The engineering sample we have at hand is Devil’s Canyon’s flagship part – the four-core, eight-thread Core i7 4790K. Haswell’s 4770K has been replaced by the 4790K, which actually sells at an identical price to its predecessor.
Starting with the biggest news of all, Intel clocks the 4790K at a hefty 4GHz out-of-the-box, on all four cores. And if that wasn’t high enough, turbo boost can take individual cores up to a maximum of 4.4GHz, under the correct workloads.
Let’s put this into perspective; coupled with a motherboard that supports multi-core turbo (MCT), out-of-the-box operating frequencies for the 4790K are as high as the maximum overclock that many 4770K processors could reach. That’s impressive, provided stability is also present.
We still see the same features offered by the Haswell Core i7 4770K; Intel’s HD 4600 GPU is clocked at 1250MHz, native support for 1600MHz DDR3 memory is present, 16 PCIe 3.0 lanes are still fed directly from the CPU, and the chip slots into an LGA 1150 socket (making it compatible with 9-series and selected 8-series motherboards).
Put simply, the 4790K is a Core i7 4770K with higher out-of-the-box operating frequencies and optimised (hopefully) overclocking and thermal performance. To be quite honest, that seems to be exactly what enthusiasts want. There’s very little reason to complain about the Haswell micro-architecture – it’s fast and efficient.
As already pointed out, Haswell was given a hard time amongst the enthusiast crowd, and on many levels, it was deserved. Variations in overclocking performance from chip-to-chip were some of the largest that we have seen in recent generations, and even if you won the silicon lottery, the chances of finding a 4.8GHz+ 4770K were uncharacteristically low.
Many retail processors simply would not push past 4.5GHz, and that’s a problem to users looking to upgrade their 2-3-year old Sandy Bridge system that runs smoothly at 4.8GHz+. Better overclocking performance was one of the ways for Intel to re-light enthusiasts’ interest in the company’s current mainstream offerings.
Devil’s Canyon is all about improving overclocking performance so that enthusiasts can once again feel loved by Intel. The company has used two main methods to increase Devil’s Canyon’s overclocking potential in comparison to Haswell.
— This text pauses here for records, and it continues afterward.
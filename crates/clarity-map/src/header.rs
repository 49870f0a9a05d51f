//! Header discovery and column resolution.
//!
//! Upstream exports put their header anywhere in the first rows, sometimes
//! split over two rows (a group label above the field names). The locator
//! first looks for a single row that resolves enough canonical columns, and
//! only if none qualifies tries adjacent row pairs against a stricter bar.

use clarity_model::{CanonicalColumn, ColumnSynonymMap, RawSheet};
use serde::Serialize;
use tracing::trace;

use crate::options::HeaderThresholds;

/// Shape of the header that was found.
#[derive(Debug, Clone, Copy, PartialEq, Eq, Serialize)]
#[serde(tag = "kind", rename_all = "snake_case")]
pub enum HeaderKind {
    Single,
    /// Field names on the header row, group labels on `label_row` above it.
    TwoRow { label_row: usize },
}

/// A canonical column and the grid column it was found in.
#[derive(Debug, Clone, PartialEq, Eq, Serialize)]
pub struct ResolvedColumn {
    pub name: String,
    pub index: usize,
}

/// Where the header sits and how canonical columns map onto the grid.
#[derive(Debug, Clone, PartialEq, Serialize)]
pub struct HeaderLayout {
    /// Data starts on the row after this one.
    pub header_row: usize,
    pub kind: HeaderKind,
    /// Resolved columns in synonym-table order.
    pub columns: Vec<ResolvedColumn>,
    /// Resolved canonical columns over total canonical columns.
    pub fraction: f64,
}

impl HeaderLayout {
    pub fn data_start(&self) -> usize {
        self.header_row + 1
    }

    pub fn column_index(&self, name: &str) -> Option<usize> {
        self.columns
            .iter()
            .find(|c| c.name == name)
            .map(|c| c.index)
    }

    pub fn column_names(&self) -> Vec<String> {
        self.columns.iter().map(|c| c.name.clone()).collect()
    }
}

/// Trimmed, lower-cased text of every cell in a row.
fn row_keys(sheet: &RawSheet, row: usize) -> Vec<String> {
    sheet
        .row(row)
        .iter()
        .map(|cell| {
            if cell.is_blank() {
                String::new()
            } else {
                cell.to_text().trim().to_lowercase()
            }
        })
        .collect()
}

fn position(keys: &[String], key: &str) -> Option<usize> {
    keys.iter().position(|k| k == key)
}

/// First synonym (in declared order) present in the row, with its column.
fn resolve_in_row(column: &CanonicalColumn, keys: &[String]) -> Option<usize> {
    column
        .match_keys()
        .iter()
        .find_map(|synonym| position(keys, synonym))
}

/// First synonym present in either row; the lower row wins for that synonym.
fn resolve_in_pair(column: &CanonicalColumn, labels: &[String], fields: &[String]) -> Option<usize> {
    column
        .match_keys()
        .iter()
        .find_map(|synonym| position(fields, synonym).or_else(|| position(labels, synonym)))
}

fn fraction(resolved: usize, total: usize) -> f64 {
    resolved as f64 / total as f64
}

/// Locates the header of a classified sheet.
///
/// Returns `None` when no row (or row pair) within the first `scan_rows`
/// rows resolves enough canonical columns. Earliest qualifying row wins.
pub fn locate_header(
    sheet: &RawSheet,
    columns: &ColumnSynonymMap,
    thresholds: &HeaderThresholds,
    scan_rows: usize,
) -> Option<HeaderLayout> {
    let total = columns.len();
    if total == 0 {
        return None;
    }
    let depth = scan_rows.min(sheet.height());

    single_row_pass(sheet, columns, thresholds.single_row, depth)
        .or_else(|| two_row_pass(sheet, columns, thresholds.two_row, depth))
}

fn single_row_pass(
    sheet: &RawSheet,
    columns: &ColumnSynonymMap,
    threshold: f64,
    depth: usize,
) -> Option<HeaderLayout> {
    let total = columns.len();
    for row in 0..depth {
        let keys = row_keys(sheet, row);
        let resolved: Vec<ResolvedColumn> = columns
            .columns()
            .iter()
            .filter_map(|column| {
                resolve_in_row(column, &keys).map(|index| ResolvedColumn {
                    name: column.name.clone(),
                    index,
                })
            })
            .collect();
        let found = fraction(resolved.len(), total);
        trace!(row, resolved = resolved.len(), total, "single-row header candidate");
        if !resolved.is_empty() && found >= threshold {
            return Some(HeaderLayout {
                header_row: row,
                kind: HeaderKind::Single,
                columns: resolved,
                fraction: found,
            });
        }
    }
    None
}

fn two_row_pass(
    sheet: &RawSheet,
    columns: &ColumnSynonymMap,
    threshold: f64,
    depth: usize,
) -> Option<HeaderLayout> {
    let total = columns.len();
    for row in 0..depth.saturating_sub(1) {
        let labels = row_keys(sheet, row);
        let fields = row_keys(sheet, row + 1);
        let resolved: Vec<ResolvedColumn> = columns
            .columns()
            .iter()
            .filter_map(|column| {
                resolve_in_pair(column, &labels, &fields).map(|index| ResolvedColumn {
                    name: column.name.clone(),
                    index,
                })
            })
            .collect();
        let found = fraction(resolved.len(), total);
        trace!(row, resolved = resolved.len(), total, "two-row header candidate");
        if !resolved.is_empty() && found >= threshold {
            return Some(HeaderLayout {
                header_row: row + 1,
                kind: HeaderKind::TwoRow { label_row: row },
                columns: resolved,
                fraction: found,
            });
        }
    }
    None
}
Improvement number one is optimising thermal transfer from the processor to a CPU cooler. Recent CPU generations have seen Intel switch to an interface between the processor die and heatspreader which is basically a layer of thermal paste. Temperatures suffered considerably in comparison to previous designs that saw the use of a heatspreader soldered directly onto the processor.
Being termed ‘Next-Generation Polymer Thermal Interface Material (NGPTIM)’ by Intel, the poorly performing TIM used on Haswell parts seems to have been upgraded (hopefully). Temperature thresholds certainly were a limiting factor to many Haswell processors when pushing for maximum frequency, so hurdle number one has been addressed.
The other main improvement is more of a fine-tuned one. Intel’s other way of aiming to improve overclocking performance for Devil’s Canyon comes in the form of a tweaked circuit layout.
Aiming to counteract the anomalous overclocking lottery that Haswell was prone to, Intel has equipped Devil’s Canyon chips with additional capacitors in an attempt to deliver smoother power to the processor’s die.
There should be no problems using the 4790K in newly-released motherboards based on Intel 9-series chipset, such as Asus’ Maximus VII Hero. Being an LGA 1150 part, Devil’s Canyon CPUs should also work fine on 8-series based motherboards, although relevant BIOS updates are at the discretion of motherboard vendors.
Intel noted that Devil’s Canyon’s 88W TDP (4W higher than Haswell K-series chips) could cause issues with 8-series motherboards, although that seems highly unlikely (as we will prove later in the review).